- [What you are asked to do] Give back exactly the lines that run from the beginning of the entries to the line containing "or the default value", both included, and nothing else.

*** Stored data Section Begins ***

/******************************************************************************
   Author: unsent-client contributors
   Date: 18/10/26
******************************************************************************/

use std::env;
use std::fmt::Debug;
use std::str::FromStr;
use tracing::error;

/// Gets an environment variable or returns a default value if not found or cannot be parsed
///
/// # Arguments
///
/// * `env_var` - The name of the environment variable
/// * `default` - The default value to use if the environment variable is not found or cannot be parsed
///
/// # Returns
///
/// The parsed value of the environment variable or the default value
pub fn get_env_or_default<T: FromStr>(env_var: &str, default: T) -> T
where
    <T as FromStr>::Err: Debug,
{
    match env::var(env_var) {
        Ok(val) => val.parse::<T>().unwrap_or_else(|_| {
            error!("Failed to parse {}: {}, using default", env_var, val);
            default
        }),
        Err(_) => default,
    }
}

/// Gets an environment variable and parses it, returning None if not found, blank or invalid
pub fn get_env_or_none<T: FromStr>(env_var: &str) -> Option<T>
where
    <T as FromStr>::Err: Debug,
{
    match env::var(env_var) {
        Ok(val) if !val.trim().is_empty() => val.trim().parse::<T>().ok(),
        _ => None,
    }
}
/******************************************************************************
   Author: unsent-client contributors
   Date: 18/10/26
******************************************************************************/

use pretty_simple_display::{DebugPretty, DisplaySimple};
use serde::{Deserialize, Serialize};

/// Response of `PUT /domains/{domain_id}/verify`
#[derive(DebugPretty, DisplaySimple, Clone, Serialize, Deserialize, PartialEq, Eq, Default)]
pub struct DomainVerifyResponse {
    /// Server message describing the verification outcome
    #[serde(default)]
    pub message: String,
}

/// Response of `DELETE /domains/{domain_id}`
#[derive(DebugPretty, DisplaySimple, Clone, Serialize, Deserialize, PartialEq, Eq, Default)]
pub struct DomainDeleteResponse {
    /// Id of the deleted domain
    #[serde(default)]
    pub id: i64,
    /// Whether the domain was deleted
    #[serde(default)]
    pub success: bool,
    /// Server message
    #[serde(default)]
    pub message: String,
}

/// Response of contact create, update and upsert calls
#[derive(DebugPretty, DisplaySimple, Clone, Serialize, Deserialize, PartialEq, Eq, Default)]
pub struct ContactIdResponse {
    /// Id of the created or modified contact
    #[serde(rename = "contactId", default)]
    pub contact_id: String,
}

/// Response of `POST /contactBooks/{book_id}/contacts`
pub type ContactCreateResponse = ContactIdResponse;
/// Response of `PATCH /contactBooks/{book_id}/contacts/{contact_id}`
pub type ContactUpdateResponse = ContactIdResponse;
/// Response of `PUT /contactBooks/{book_id}/contacts/{contact_id}`
pub type ContactUpsertResponse = ContactIdResponse;

/// Response of calls that only report success: contact deletion and
/// campaign schedule, pause and resume
#[derive(DebugPretty, DisplaySimple, Clone, Serialize, Deserialize, PartialEq, Eq, Default)]
pub struct SuccessResponse {
    /// Whether the server applied the change
    #[serde(default)]
    pub success: bool,
}

/// Response of `DELETE /contactBooks/{book_id}/contacts/{contact_id}`
pub type ContactDeleteResponse = SuccessResponse;
/// Response of campaign schedule, pause and resume calls
pub type CampaignActionResponse = SuccessResponse;

/// Response of single email calls: send, update and cancel
#[derive(DebugPretty, DisplaySimple, Clone, Serialize, Deserialize, PartialEq, Eq, Default)]
pub struct EmailIdResponse {
    /// Id of the email
    #[serde(rename = "emailId", default)]
    pub email_id: String,
}

/// Response of `POST /emails/batch`
#[derive(DebugPretty, DisplaySimple, Clone, Serialize, Deserialize, PartialEq, Eq, Default)]
pub struct EmailBatchResponse {
    /// One entry per email, in request order
    #[serde(default)]
    pub data: Vec<EmailIdResponse>,
}

impl EmailBatchResponse {
    /// Returns the number of emails accepted
    #[must_use]
    pub fn len(&self) -> usize {
        self.data.len()
    }

    /// Returns true if no email was accepted
    #[must_use]
    pub fn is_empty(&self) -> bool {
        self.data.is_empty()
    }
}
//! # unsent
//!
//! A typed async client for the unsent email API.
//!
//! Every resource client maps one-to-one onto REST endpoints and returns
//! `Result<T, ApiError>`: a decoded response on success, a normalized
//! [`error::ApiError`] on any failure (network, serialization or a non-2xx
//! status). There is no retry, caching or pagination logic; each call is
//! exactly one HTTP request.
//!
//! | Resource  | Accessor             | Endpoints                                 |
//! |-----------|----------------------|-------------------------------------------|
//! | Domains   | `client.domains()`   | `/domains`, `/domains/{id}`, `/domains/{id}/verify` |
//! | Contacts  | `client.contacts()`  | `/contactBooks/{book}/contacts[/{id}]`    |
//! | Campaigns | `client.campaigns()` | `/campaigns/{id}[/schedule,/pause,/resume]` |
//! | Emails    | `client.emails()`    | `/emails`, `/emails/batch`, `/emails/{id}[/cancel]` |
//!
//! ## Example
//!
//! ```ignore
//! use unsent::prelude::*;
//!
//! #[tokio::main]
//! async fn main() -> Result<(), ApiError> {
//!     setup_logger();
//!     let client = Client::from_env()?;
//!
//!     let domain = client
//!         .domains()
//!         .create(&DomainCreate::new("example.com", "us-east-1"))
//!         .await?;
//!     let outcome = client.domains().verify(domain.id).await?;
//!     info!("{}", outcome.message);
//!
//!     let created = client
//!         .contacts()
//!         .create("book_1", &ContactCreate::new("ada@example.com"))
//!         .await?;
//!     info!("Contact id: {}", created.contact_id);
//!     Ok(())
//! }
//! ```
//!
//! ## Configuration
//!
//! `Config::new()` reads a `.env` file when present, then:
//!
//! * `UNSENT_API_KEY` - API key sent as a bearer token (required)
//! * `UNSENT_BASE_URL` - Base URL, defaults to `https://api.unsent.dev/v1`
//! * `LOGLEVEL` - Level used by `setup_logger` (default `INFO`)

/// Root client, configuration, resource interfaces and their implementations
pub mod application;
/// Global constants
pub mod constants;
/// Error type shared by every call
pub mod error;
/// Transport and request/response payloads
pub mod model;
/// Commonly used types, re-exported in one place
pub mod prelude;
/// Resource models returned by the API
pub mod presentation;
/// Environment and logging helpers
pub mod utils;

/// Library version
pub const VERSION: &str = env!("CARGO_PKG_VERSION");

/// Returns the library version
pub fn version() -> &'static str {
    VERSION
}
use crate::error::UnsentResult;
use crate::model::requests::{CampaignCreate, CampaignSchedule};
use crate::model::responses::CampaignActionResponse;
use crate::presentation::campaign::Campaign;
use async_trait::async_trait;

/// Interface for the `/campaigns` endpoints
#[async_trait]
pub trait CampaignService: Send + Sync {
    /// Creates a campaign
    async fn create(&self, payload: &CampaignCreate) -> UnsentResult<Campaign>;

    /// Gets one campaign, including its delivery counters
    async fn get(&self, campaign_id: &str) -> UnsentResult<Campaign>;

    /// Schedules a campaign, or starts it now when no time is given
    async fn schedule(
        &self,
        campaign_id: &str,
        payload: &CampaignSchedule,
    ) -> UnsentResult<CampaignActionResponse>;

    /// Pauses a running or scheduled campaign
    async fn pause(&self, campaign_id: &str) -> UnsentResult<CampaignActionResponse>;

    /// Resumes a paused campaign
    async fn resume(&self, campaign_id: &str) -> UnsentResult<CampaignActionResponse>;
}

*** Stored data Section Ends ***

- [Result of this exercise]
/******************************************************************************
   Author: unsent-client contributors
   Date: 18/10/26
******************************************************************************/

use std::env;
use std::fmt::Debug;
use std::str::FromStr;
use tracing::error;

/// Gets an environment variable or returns a default value if not found or cannot be parsed
///
/// # Arguments
///
/// * `env_var` - The name of the environment variable
/// * `default` - The default value to use if the environment variable is not found or cannot be parsed
///
/// # Returns
///
/// The parsed value of the environment variable or the default value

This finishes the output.